# [Records provided]
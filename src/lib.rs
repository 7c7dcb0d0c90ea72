//! stakegov - token-weighted on-chain governance engine
//!
//! Proposals are backed by a stake, voted on with snapshot voting power, and
//! executed through an external delayed-execution scheduler.
//!
//! Key principles:
//! - Proposal state is derived on read, never stored
//! - Voting power is frozen at proposal creation
//! - Execution happens only when the scheduler calls back
//! - Stakes are refunded in full on execution, partially otherwise
//!
//! External systems (token ledger, scheduler, treasury, clock) sit behind
//! traits with in-crate mocks for testing.

pub mod clock;
pub mod config;
pub mod error;
pub mod governance;
pub mod ledger;
pub mod logging;
pub mod scheduler;
pub mod serialization;
pub mod treasury;
pub mod types;

pub use error::{GovernanceError, GovernanceResult};
pub use governance::{Collaborators, GovernanceSetup, Governor};
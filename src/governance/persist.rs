//! Engine snapshot and restore.
//!
//! The snapshot is the CBOR encoding of [`GovernorState`]: the proposal
//! array with per-proposal voter ledgers, the parameter record, both
//! whitelists, the role sets and the pause flag. The event log is not part
//! of it; export it separately with `export_events_json`.

use super::roles::Role;
use super::{Collaborators, Governor, GovernorState};
use crate::error::{GovernanceError, GovernanceResult};
use crate::serialization::{from_cbor, to_cbor};

impl Governor {
    pub fn export_state(&self) -> GovernanceResult<Vec<u8>> {
        let state = self.state().clone();
        to_cbor(&state).map_err(|e| GovernanceError::Persistence(e.to_string()))
    }

    /// Rebuild an engine from `export_state` output.
    pub fn restore(bytes: &[u8], collaborators: Collaborators) -> GovernanceResult<Self> {
        let state = decode_state(bytes)?;
        Ok(Self::from_state(state, collaborators))
    }
}

/// Decode and check a snapshot without building an engine.
pub fn decode_state(bytes: &[u8]) -> GovernanceResult<GovernorState> {
    let state: GovernorState =
        from_cbor(bytes).map_err(|e| GovernanceError::Persistence(e.to_string()))?;
    state.proposals.check_consistency()?;
    if state.roles.members(Role::Administrator).is_empty() {
        return Err(GovernanceError::Persistence(
            "snapshot has no administrator".to_string(),
        ));
    }
    if state.engine_address.is_zero() {
        return Err(GovernanceError::Persistence(
            "snapshot has a zero engine address".to_string(),
        ));
    }
    state.params.validate()?;
    Ok(state)
}
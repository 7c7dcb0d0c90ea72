/// Display version information
pub fn execute() {
    println!("stakegov {}", env!("CARGO_PKG_VERSION"));
    println!("Operator CLI for the stakegov governance engine");
}
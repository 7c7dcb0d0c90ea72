//! Trait abstractions for the delayed-execution scheduler.
//!
//! The scheduler owns delay selection. The engine hands it a job, gets a
//! fingerprint back, and later receives the job payload through
//! [`ScheduledTarget`] once the delay has elapsed.

use crate::types::{Address, Amount, Fingerprint, Timestamp};
use async_trait::async_trait;
use serde::{Deserialize, Serialize};
use std::fmt;

/// Result type for scheduler operations.
pub type SchedulerResult<T> = Result<T, SchedulerError>;

/// Scheduler errors.
#[derive(Debug, Clone, PartialEq, Eq, thiserror::Error)]
pub enum SchedulerError {
    #[error("unknown job {0}")]
    UnknownJob(Fingerprint),

    #[error("job not ready: eta {eta}, now {now}")]
    NotReady { eta: Timestamp, now: Timestamp },

    #[error("grace period elapsed")]
    GracePeriodElapsed,

    #[error("job still within grace period")]
    StillInGrace,

    #[error("job already executed")]
    AlreadyExecuted,

    #[error("job canceled")]
    Canceled,

    #[error("no callback target registered for {0}")]
    NoTarget(Address),

    #[error("scheduled call reverted: {0}")]
    CallReverted(String),

    #[error("scheduler unavailable: {0}")]
    Unavailable(String),
}

/// Risk tier the scheduler assigns to a job. Each tier maps to a delay.
#[derive(Debug, Clone, Copy, PartialEq, Eq, Hash, Serialize, Deserialize)]
pub enum RiskTier {
    Low,
    Medium,
    High,
}

impl RiskTier {
    pub fn delay_secs(&self) -> u64 {
        match self {
            RiskTier::Low => 86_400,
            RiskTier::Medium => 172_800,
            RiskTier::High => 604_800,
        }
    }
}

impl fmt::Display for RiskTier {
    fn fmt(&self, f: &mut fmt::Formatter<'_>) -> fmt::Result {
        match self {
            RiskTier::Low => write!(f, "low"),
            RiskTier::Medium => write!(f, "medium"),
            RiskTier::High => write!(f, "high"),
        }
    }
}

/// Scheduler view of a job.
#[derive(Debug, Clone, PartialEq, Eq)]
pub struct JobDetails {
    pub target: Address,
    pub value: Amount,
    pub payload: Vec<u8>,
    pub eta: Timestamp,
    pub executed: bool,
}

/// Delayed-execution service.
#[async_trait]
pub trait SchedulerBridge: Send + Sync {
    /// Identity the scheduler uses when calling back into a target.
    fn address(&self) -> Address;

    /// Schedule a call; the scheduler picks the tier and delay.
    async fn schedule_with_risk_tier(
        &self,
        target: &Address,
        value: Amount,
        payload: &[u8],
    ) -> SchedulerResult<Fingerprint>;

    /// Run a job whose eta has passed and whose grace period has not.
    async fn execute(&self, fingerprint: &Fingerprint) -> SchedulerResult<()>;

    /// Run a job whose grace period has elapsed.
    async fn execute_after_grace(&self, fingerprint: &Fingerprint) -> SchedulerResult<()>;

    async fn cancel(&self, fingerprint: &Fingerprint) -> SchedulerResult<()>;

    /// True while the job exists and is neither executed nor canceled.
    async fn is_scheduled(&self, fingerprint: &Fingerprint) -> SchedulerResult<bool>;

    async fn job_details(&self, fingerprint: &Fingerprint) -> SchedulerResult<JobDetails>;

    async fn grace_period_secs(&self) -> SchedulerResult<u64>;
}

/// Receiver of scheduled calls.
///
/// `caller` is the scheduler's own address; `payload` is exactly what was
/// handed to [`SchedulerBridge::schedule_with_risk_tier`]. An `Err` reverts
/// the job on the scheduler side.
#[async_trait]
pub trait ScheduledTarget: Send + Sync {
    async fn on_scheduled_call(&self, caller: &Address, payload: &[u8]) -> Result<(), String>;
}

# [Exercise prompt]
Look through the data above. Copy every line with the string "PartialEq" in it.

# [Task response]
#[derive(Debug, Clone, PartialEq, Eq, thiserror::Error)]
#[derive(Debug, Clone, Copy, PartialEq, Eq, Hash, Serialize, Deserialize)]
#[derive(Debug, Clone, PartialEq, Eq)]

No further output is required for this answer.